Paris Climat 2015 létat desprit dans les coulisses de la mobilisation climatique à 6 mois de la COP21


Paris Climat 2015 : symbole de la COP21 sur les murs du ministère des affaires étrangères
Depuis le début de l'année, j'ai observé presque à temps plein les préparatifs de la 21e conférence de l'ONU sur le changement climatique (alias COP21). En 6 mois, la mobilisation a grandi, quelques gros événements (notamment le Business & Climate Summit) ont attiré l'attention des médias, tirant la la COP21 de l'indifférence qu'elle inspirait encore largement fin 2014. Le sujet est devenu "bankable", suscitant de nombreuses vocations qui sont venues s'ajouter aux quelques personnes actives depuis longtemps.
Et bien sur ce n'est qu'un début... le rythme va encore s'accélérer jusqu'à la fin de la conférence dans, presque exactement, 6 mois.

Après avoir longuement déambulé dans ce théâtre en construction et discuté avec bon nombre de ses acteurs, il me semble intéressant de vous donner un aperçu de l'état d'esprit qui prévaut au sein de la petite communauté impliquée dans la mobilisation de la société civile.
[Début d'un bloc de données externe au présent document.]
//! Credential handling with secure memory.
//!
//! Uses the `secrecy` crate so access tokens and API keys never end up in
//! logs, `Debug` output or error messages.

use secrecy::{ExposeSecret, SecretBox};
use std::fmt;

use crate::error::{Result, SyncError};

/// A secret string that won't be logged or displayed.
pub struct SecretString(SecretBox<str>);

impl SecretString {
    pub fn new(value: impl Into<String>) -> Self {
        Self(SecretBox::new(Box::from(value.into().as_str())))
    }

    /// Expose the secret value for use.
    ///
    /// Only call this when building the request that needs it.
    pub fn expose(&self) -> &str {
        self.0.expose_secret()
    }

    /// Blank secrets are treated as missing configuration.
    pub fn is_blank(&self) -> bool {
        self.expose().trim().is_empty()
    }

    /// A required secret read from the variable `name`.
    ///
    /// Missing and blank values are both configuration errors.
    pub fn required(name: &str, value: Option<String>) -> Result<Self> {
        let secret = Self::from(value.unwrap_or_default());
        if secret.is_blank() {
            return Err(SyncError::Config(format!("{} must be set", name)));
        }
        Ok(secret)
    }

    /// `Authorization` header value.
    pub fn bearer(&self) -> String {
        format!("Bearer {}", self.expose())
    }
}

impl Clone for SecretString {
    fn clone(&self) -> Self {
        Self::new(self.expose())
    }
}

impl fmt::Debug for SecretString {
    fn fmt(&self, f: &mut fmt::Formatter<'_>) -> fmt::Result {
        f.write_str("[REDACTED]")
    }
}

impl fmt::Display for SecretString {
    fn fmt(&self, f: &mut fmt::Formatter<'_>) -> fmt::Result {
        f.write_str("[REDACTED]")
    }
}

impl From<String> for SecretString {
    fn from(s: String) -> Self {
        Self::new(s)
    }
}

impl From<&str> for SecretString {
    fn from(s: &str) -> Self {
        Self::new(s)
    }
}

/// API key and model for a chat-completion summarizer.
#[derive(Clone)]
pub struct SummarizerCredentials {
    pub api_key: SecretString,
    pub model: String,

    /// Overrides the provider's default endpoint (proxies, Azure)
    pub base_url: Option<String>,
}

impl SummarizerCredentials {
    pub fn new(api_key: impl Into<SecretString>, model: impl Into<String>) -> Self {
        Self {
            api_key: api_key.into(),
            model: model.into(),
            base_url: None,
        }
    }

    pub fn with_base_url(mut self, url: impl Into<String>) -> Self {
        self.base_url = Some(url.into());
        self
    }
}

impl fmt::Debug for SummarizerCredentials {
    fn fmt(&self, f: &mut fmt::Formatter<'_>) -> fmt::Result {
        f.debug_struct("SummarizerCredentials")
            .field("api_key", &"[REDACTED]")
            .field("model", &self.model)
            .field("base_url", &self.base_url)
            .finish()
    }
}

#[cfg(test)]
mod tests {
    use super::*;

    #[test]
    fn test_secret_is_redacted() {
        let secret = SecretString::new("ya29.super-secret-token");
        assert_eq!(format!("{:?}", secret), "[REDACTED]");
        assert_eq!(format!("{}", secret), "[REDACTED]");
        assert_eq!(secret.expose(), "ya29.super-secret-token");
    }

    #[test]
    fn test_bearer_header() {
        let secret = SecretString::from("abc");
        assert_eq!(secret.bearer(), "Bearer abc");
        assert!(SecretString::from("  ").is_blank());
    }

    #[test]
    fn test_required_rejects_missing_and_blank() {
        let missing = SecretString::required("OPENAI_API_KEY", None).unwrap_err();
        assert!(matches!(missing, SyncError::Config(ref m) if m == "OPENAI_API_KEY must be set"));
        assert!(matches!(
            SecretString::required("OPENAI_API_KEY", Some(" \n".into())),
            Err(SyncError::Config(_))
        ));
        let key = SecretString::required("OPENAI_API_KEY", Some("sk-1".into())).unwrap();
        assert_eq!(key.expose(), "sk-1");
    }

    #[test]
    fn test_summarizer_credentials_debug() {
        let creds = SummarizerCredentials::new("sk-secret", "gpt-4o-mini");
        let debug = format!("{:?}", creds);
        assert!(!debug.contains("sk-secret"));
        assert!(debug.contains("gpt-4o-mini"));
    }
}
Une petite communauté relativement homogène


Mais d'abord plantons le décor : qui sont les personnes qui s'activent autour de la préparation de la COP21 ?
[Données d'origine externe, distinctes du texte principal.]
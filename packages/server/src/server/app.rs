//! Application setup and server configuration.

use std::sync::Arc;
use std::time::Duration;

use axum::{
    extract::Extension,
    http::{
        header::{AUTHORIZATION, CONTENT_TYPE},
        Method,
    },
    routing::get,
    Router,
};
use portfolio_sync::{ContentSource, RecordStore, SheetRef, SheetSource, Summarizer, Syncer};
use tokio_util::sync::CancellationToken;
use tower_http::cors::{Any, CorsLayer};
use tower_http::trace::TraceLayer;

use crate::server::routes::{
    companies_handler, drive_get_handler, drive_post_handler, health_handler, sheets_get_handler,
    sheets_post_handler,
};

/// Syncer over type-erased collaborators, so tests can swap in mocks.
pub type AppSyncer = Syncer<Arc<dyn ContentSource>, Arc<dyn RecordStore>, Arc<dyn Summarizer>>;

/// Shared application state
#[derive(Clone)]
pub struct AppState {
    pub syncer: Arc<AppSyncer>,
    pub sheets: Option<Arc<dyn SheetSource>>,
    pub sheet: Option<SheetRef>,

    /// Budget for one sync request
    pub sync_deadline: Duration,

    /// Cancelled on shutdown; every request works on a child token
    pub shutdown: CancellationToken,
}

impl AppState {
    pub fn new(syncer: AppSyncer) -> Self {
        Self {
            syncer: Arc::new(syncer),
            sheets: None,
            sheet: None,
            sync_deadline: Duration::from_secs(55),
            shutdown: CancellationToken::new(),
        }
    }

    /// Enable the holdings sheet endpoint.
    pub fn with_sheets(mut self, sheets: Arc<dyn SheetSource>, sheet: SheetRef) -> Self {
        self.sheets = Some(sheets);
        self.sheet = Some(sheet);
        self
    }

    pub fn with_sync_deadline(mut self, deadline: Duration) -> Self {
        self.sync_deadline = deadline;
        self
    }

    pub fn with_shutdown(mut self, shutdown: CancellationToken) -> Self {
        self.shutdown = shutdown;
        self
    }
}

/// Build the Axum application router
pub fn build_app(state: AppState) -> Router {
    // CORS configuration - any origin, the endpoints carry no user session
    let cors = CorsLayer::new()
        .allow_origin(Any)
        .allow_methods([Method::GET, Method::POST, Method::OPTIONS])
        .allow_headers([AUTHORIZATION, CONTENT_TYPE]);

    Router::new()
        .route("/health", get(health_handler))
        .route("/api/drive", get(drive_get_handler).post(drive_post_handler))
        .route(
            "/api/sheets/sync",
            get(sheets_get_handler).post(sheets_post_handler),
        )
        .route("/api/companies", get(companies_handler))
        // Middleware layers (applied in reverse order - last added runs first)
        .layer(Extension(state))
        .layer(cors)
        .layer(TraceLayer::new_for_http())
}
Je m'attendais à trouver un nébuleuse, c'est plutôt une communauté organisée en cercles concetriques avec une hiérarchie établie par l'accès à l'information et aux décideurs : la première couche est composée de la foule des militants, bénévoles et amateurs divers qui n'ont presque aucune prise sur l'événement. Une seconde couche est formée par ceux qui, issus des précédents, sont parvenus à s'ouvrir quelques portes à force d'obstination, ils ont accès aux coulisses mais n'y jouent pas un rôle notable. La troisième est constituée des petites mains : porteurs de projets, chargés de mission, salariés associatifs... ils jouent un rôle actif mais leurs marges de manoeuvres sont limitées. Enfin la dernière couche compte une poignée de "parrains" (et marraines) qui peuvent attirer l'attention des médias par leurs présences et ouvrir la porte des ministères et des entreprises, de telle sorte qu'on les retrouvent presque toujours, à un moment ou à un autre, dans le lancement des initiatives qui émergent (Nicolas Hulot est l'archétype, mais ce n'est pas le seul).
Si on laisse de coté les deux premiers cercles, on se retrouve avec une communauté étonnamment petite compte-tenu de l'ampleur de l'événement : de l'ordre, je pense, d'une centaine de personnes.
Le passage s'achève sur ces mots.